= Supplied information =
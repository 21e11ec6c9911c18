mod common;

use axum::http::StatusCode;
use rust_decimal::Decimal;
use rust_decimal_macros::dec;
use serde_json::{json, Value};

use common::{build_test_app, build_test_app_with, send, send_with_token};
use trade_journal::config::AppConfig;

fn decimal(value: &Value) -> Decimal {
    value
        .as_str()
        .unwrap_or_else(|| panic!("expected decimal string, got {value}"))
        .parse()
        .unwrap()
}

fn eth_short() -> Value {
    json!({
        "total_assets": "447000",
        "current_price": "2667",
        "direction": "short",
        "stop_loss_price": "2700",
        "take_profit_price": "2500",
        "win_ratio": "0.6",
    })
}

fn long_plan(symbol: &str) -> Value {
    json!({
        "symbol": symbol,
        "total_assets": "10000",
        "current_price": "100",
        "direction": "long",
        "stop_loss_price": "95",
        "take_profit_price": "110",
        "win_ratio": "0.5",
    })
}

#[tokio::test]
async fn test_health_check() {
    let app = build_test_app();
    let (status, json) = send(&app, "GET", "/health", None).await;

    assert_eq!(status, StatusCode::OK);
    assert_eq!(json["status"], "healthy");
    assert_eq!(json["store"], "memory");
}

#[tokio::test]
async fn test_metrics_endpoint() {
    let app = build_test_app();
    let (status, _) = send(&app, "GET", "/metrics", None).await;
    assert_eq!(status, StatusCode::OK);
}

#[tokio::test]
async fn test_evaluate_short_setup() {
    let app = build_test_app();
    let (status, json) = send(&app, "POST", "/api/evaluate", Some(eth_short())).await;

    assert_eq!(status, StatusCode::OK);
    assert_eq!(json["success"], true);
    let data = &json["data"];
    assert_eq!(data["is_valid"], true);
    assert_eq!(
        data["logs"],
        json!([
            "Income: 0.0626",
            "Loss: 0.0124",
            "ROI: 0.0326",
            "Max Leverage: 1.62",
            "Max Position Size: 722,514.55",
            "Must SL Price (Short): 2,700.00",
            "Must TP Price (Short): 2,172.00",
            "Kelly Factor: 52.10%",
            "Kelly-Adjusted Position Size: 376,399.79",
        ])
    );
}

#[tokio::test]
async fn test_evaluate_degenerate_stop_is_bad_request() {
    let app = build_test_app();
    let mut body = eth_short();
    body["stop_loss_price"] = json!("2667");

    let (status, json) = send(&app, "POST", "/api/evaluate", Some(body)).await;

    assert_eq!(status, StatusCode::BAD_REQUEST);
    assert_eq!(json["success"], false);
    assert!(json["error"].as_str().unwrap().contains("stop-loss"));
}

#[tokio::test]
async fn test_evaluate_with_request_profile_override() {
    let app = build_test_app();
    let mut body = long_plan("ETHUSDT");
    body["risk_profile"] = json!({ "max_loss_pct": "0.01", "must_tp_pct": "0.30" });

    let (status, json) = send(&app, "POST", "/api/evaluate", Some(body)).await;

    assert_eq!(status, StatusCode::OK);
    assert_eq!(decimal(&json["data"]["max_leverage"]), dec!(0.2));
    assert_eq!(decimal(&json["data"]["recommended_size"]), dec!(500));
}

#[tokio::test]
async fn test_accepted_plans_get_sequential_trade_ids() {
    let app = build_test_app();

    let (status, first) = send(&app, "POST", "/api/plans", Some(long_plan("ethusdt"))).await;
    assert_eq!(status, StatusCode::OK);
    let record = &first["data"]["record"];
    assert_eq!(record["trade_id"], 1);
    assert_eq!(record["symbol"], "ETHUSDT");
    assert_eq!(record["execution"]["status"], "ongoing");
    assert_eq!(decimal(&record["execution"]["position_size"]), dec!(1000));
    assert_eq!(decimal(&record["execution"]["enter_price"]), dec!(100));
    assert_eq!(decimal(&record["execution"]["exit_price"]), dec!(110));
    assert_eq!(decimal(&record["plan"]["max_loss_pct"]), dec!(0.02));
    assert_eq!(first["data"]["evaluation"]["is_valid"], true);

    let (_, second) = send(&app, "POST", "/api/plans", Some(long_plan("BTCUSDT"))).await;
    assert_eq!(second["data"]["record"]["trade_id"], 2);
}

#[tokio::test]
async fn test_rejected_plan_is_not_recorded() {
    let app = build_test_app();
    let mut body = eth_short();
    body["win_ratio"] = json!("0.1");
    body["symbol"] = json!("ETHUSDT");

    let (status, json) = send(&app, "POST", "/api/plans", Some(body)).await;
    assert_eq!(status, StatusCode::UNPROCESSABLE_ENTITY);
    assert!(json["error"].as_str().unwrap().contains("Not a good trade"));

    let (_, counts) = send(&app, "GET", "/api/trades/count", None).await;
    assert_eq!(counts["data"]["total"], 0);
}

#[tokio::test]
async fn test_zero_edge_plan_is_recorded_with_zero_size() {
    let app = build_test_app();
    let mut body = long_plan("ETHUSDT");
    body["take_profit_price"] = json!("105");

    let (status, json) = send(&app, "POST", "/api/plans", Some(body)).await;
    assert_eq!(status, StatusCode::OK);
    let evaluation = &json["data"]["evaluation"];
    assert_eq!(evaluation["is_valid"], true);
    assert_eq!(decimal(&evaluation["recommended_size"]), Decimal::ZERO);

    let record = &json["data"]["record"];
    assert_eq!(record["trade_id"], 1);
    assert_eq!(decimal(&record["plan"]["position_size"]), Decimal::ZERO);
    assert_eq!(decimal(&record["execution"]["position_size"]), Decimal::ZERO);

    let (_, counts) = send(&app, "GET", "/api/trades/count", None).await;
    assert_eq!(counts["data"]["total"], 1);
}

#[tokio::test]
async fn test_trade_id_and_status_filters_are_exclusive() {
    let app = build_test_app();
    send(&app, "POST", "/api/plans", Some(long_plan("ETHUSDT"))).await;

    let (status, json) = send(&app, "GET", "/api/trades?status=ongoing&trade_id=1", None).await;
    assert_eq!(status, StatusCode::BAD_REQUEST);
    assert_eq!(json["success"], false);

    let (status, json) = send(&app, "GET", "/api/trades?trade_id=1", None).await;
    assert_eq!(status, StatusCode::OK);
    assert_eq!(json["data"].as_array().unwrap().len(), 1);
}

#[tokio::test]
async fn test_plan_with_invalid_symbol_is_bad_request() {
    let app = build_test_app();
    let (status, _) = send(&app, "POST", "/api/plans", Some(long_plan("ETH/USDT"))).await;
    assert_eq!(status, StatusCode::BAD_REQUEST);
}

#[tokio::test]
async fn test_execution_lifecycle() {
    let app = build_test_app();
    let (_, created) = send(&app, "POST", "/api/plans", Some(long_plan("ETHUSDT"))).await;
    let id = created["data"]["record"]["id"].as_str().unwrap().to_string();

    // Close the trade
    let (status, updated) = send(
        &app,
        "PUT",
        &format!("/api/trades/{id}/execution"),
        Some(json!({ "status": "win", "exit_price": "108", "pnl": "80" })),
    )
    .await;
    assert_eq!(status, StatusCode::OK);
    assert_eq!(updated["data"]["execution"]["status"], "win");
    assert_eq!(decimal(&updated["data"]["execution"]["exit_price"]), dec!(108));
    assert_eq!(decimal(&updated["data"]["execution"]["enter_price"]), dec!(100));

    // Empty patch
    let (status, _) = send(
        &app,
        "PUT",
        &format!("/api/trades/{id}/execution"),
        Some(json!({})),
    )
    .await;
    assert_eq!(status, StatusCode::BAD_REQUEST);

    // Status filter
    let (_, wins) = send(&app, "GET", "/api/trades?status=win", None).await;
    assert_eq!(wins["data"].as_array().unwrap().len(), 1);
    let (_, ongoing) = send(&app, "GET", "/api/trades?status=ongoing", None).await;
    assert!(ongoing["data"].as_array().unwrap().is_empty());
    let (status, _) = send(&app, "GET", "/api/trades?status=pending", None).await;
    assert_eq!(status, StatusCode::BAD_REQUEST);

    // Summary reflects the closed trade
    let (_, summary) = send(&app, "GET", "/api/analytics/summary", None).await;
    assert_eq!(summary["data"]["wins"], 1);
    assert_eq!(decimal(&summary["data"]["total_pnl"]), dec!(80));
    assert_eq!(decimal(&summary["data"]["win_rate"]), dec!(1));
}

#[tokio::test]
async fn test_review_template_then_save() {
    let app = build_test_app();
    let (_, created) = send(&app, "POST", "/api/plans", Some(long_plan("ETHUSDT"))).await;
    let id = created["data"]["record"]["id"].as_str().unwrap().to_string();
    let uri = format!("/api/trades/{id}/review");

    let (status, review) = send(&app, "GET", &uri, None).await;
    assert_eq!(status, StatusCode::OK);
    assert_eq!(review["data"]["is_template"], true);
    assert!(review["data"]["review"].as_str().unwrap().contains("## Lessons"));

    let (status, _) = send(
        &app,
        "PUT",
        &uri,
        Some(json!({ "review": "Entered early, respected the stop." })),
    )
    .await;
    assert_eq!(status, StatusCode::OK);

    let (_, review) = send(&app, "GET", &uri, None).await;
    assert_eq!(review["data"]["is_template"], false);
    assert_eq!(review["data"]["review"], "Entered early, respected the stop.");
}

#[tokio::test]
async fn test_added_execution_shares_trade_id() {
    let app = build_test_app();
    let (_, created) = send(&app, "POST", "/api/plans", Some(long_plan("ETHUSDT"))).await;
    let id = created["data"]["record"]["id"].as_str().unwrap().to_string();

    let (status, added) = send(
        &app,
        "POST",
        &format!("/api/trades/{id}/executions"),
        Some(json!({ "position_size": "400" })),
    )
    .await;
    assert_eq!(status, StatusCode::OK);
    assert_eq!(added["data"]["trade_id"], 1);
    assert!(added["data"]["plan"].is_null());
    assert_eq!(decimal(&added["data"]["execution"]["position_size"]), dec!(400));
    assert_ne!(added["data"]["id"], created["data"]["record"]["id"]);

    let (_, same_trade) = send(&app, "GET", "/api/trades?trade_id=1", None).await;
    let records = same_trade["data"].as_array().unwrap();
    assert_eq!(records.len(), 2);
    assert_eq!(records[0]["id"], created["data"]["record"]["id"]);

    let (_, counts) = send(&app, "GET", "/api/trades/count", None).await;
    assert_eq!(counts["data"]["total"], 2);
    assert_eq!(counts["data"]["distinct_trades"], 1);
}

#[tokio::test]
async fn test_delete_then_not_found() {
    let app = build_test_app();
    let (_, created) = send(&app, "POST", "/api/plans", Some(long_plan("ETHUSDT"))).await;
    let id = created["data"]["record"]["id"].as_str().unwrap().to_string();
    let uri = format!("/api/trades/{id}");

    let (status, _) = send(&app, "DELETE", &uri, None).await;
    assert_eq!(status, StatusCode::OK);

    let (status, json) = send(&app, "GET", &uri, None).await;
    assert_eq!(status, StatusCode::NOT_FOUND);
    assert_eq!(json["success"], false);

    let (status, _) = send(&app, "DELETE", &uri, None).await;
    assert_eq!(status, StatusCode::NOT_FOUND);
}

#[tokio::test]
async fn test_runtime_config_changes_evaluation() {
    let app = build_test_app();

    let (status, json) = send(
        &app,
        "PUT",
        "/api/config",
        Some(json!({ "entries": { "max_loss_pct": "0.01", "unknown_key": "1" } })),
    )
    .await;
    assert_eq!(status, StatusCode::OK);
    assert_eq!(json["data"][0]["key"], "max_loss_pct");
    assert_eq!(json["data"][0]["value"], "0.01");

    let (_, json) = send(&app, "POST", "/api/evaluate", Some(long_plan("ETHUSDT"))).await;
    assert_eq!(decimal(&json["data"]["recommended_size"]), dec!(500));

    let (status, _) = send(
        &app,
        "PUT",
        "/api/config",
        Some(json!({ "entries": { "must_tp_pct": "1.5" } })),
    )
    .await;
    assert_eq!(status, StatusCode::BAD_REQUEST);

    let (status, _) = send(
        &app,
        "PUT",
        "/api/config",
        Some(json!({ "entries": { "unknown_key": "1" } })),
    )
    .await;
    assert_eq!(status, StatusCode::BAD_REQUEST);
}

#[tokio::test]
async fn test_bearer_token_required_when_configured() {
    let app = build_test_app_with(AppConfig {
        api_token: Some("secret".into()),
        ..AppConfig::default()
    });

    let (status, json) = send(&app, "GET", "/api/trades", None).await;
    assert_eq!(status, StatusCode::UNAUTHORIZED);
    assert_eq!(json["success"], false);

    let (status, _) = send_with_token(&app, "GET", "/api/trades", None, Some("wrong")).await;
    assert_eq!(status, StatusCode::UNAUTHORIZED);

    let (status, _) = send_with_token(&app, "GET", "/api/trades", None, Some("secret")).await;
    assert_eq!(status, StatusCode::OK);

    // Public routes stay open
    let (status, _) = send(&app, "GET", "/health", None).await;
    assert_eq!(status, StatusCode::OK);
}

#[tokio::test]
async fn test_price_lookup_fetches_once_then_caches() {
    let mut server = mockito::Server::new_async().await;
    let mock = server
        .mock("GET", "/api/v3/ticker/price")
        .match_query(mockito::Matcher::UrlEncoded(
            "symbol".into(),
            "ETHUSDT".into(),
        ))
        .with_status(200)
        .with_body(r#"{"symbol":"ETHUSDT","price":"2667.41000000"}"#)
        .expect(1)
        .create_async()
        .await;

    let app = build_test_app_with(AppConfig {
        price_feed_url: server.url(),
        ..AppConfig::default()
    });

    let (status, json) = send(&app, "GET", "/api/prices/ethusdt", None).await;
    assert_eq!(status, StatusCode::OK);
    assert_eq!(decimal(&json["data"]["price"]), dec!(2667.41));

    let (status, _) = send(&app, "GET", "/api/prices/ETHUSDT", None).await;
    assert_eq!(status, StatusCode::OK);
    mock.assert_async().await;

    let (_, all) = send(&app, "GET", "/api/prices", None).await;
    assert_eq!(all["data"].as_array().unwrap().len(), 1);
}

#[tokio::test]
async fn test_price_feed_outage_is_bad_gateway() {
    let mut server = mockito::Server::new_async().await;
    server
        .mock("GET", "/api/v3/ticker/price")
        .match_query(mockito::Matcher::Any)
        .with_status(503)
        .create_async()
        .await;

    let app = build_test_app_with(AppConfig {
        price_feed_url: server.url(),
        ..AppConfig::default()
    });

    let (status, json) = send(&app, "GET", "/api/prices/BTCUSDT", None).await;
    assert_eq!(status, StatusCode::BAD_GATEWAY);
    assert_eq!(json["success"], false);
}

= What you should do =
Each line above that includes the word "entries" is to be copied.

= Output =
        Some(json!({ "entries": { "max_loss_pct": "0.01", "unknown_key": "1" } })),
        Some(json!({ "entries": { "must_tp_pct": "1.5" } })),
        Some(json!({ "entries": { "unknown_key": "1" } })),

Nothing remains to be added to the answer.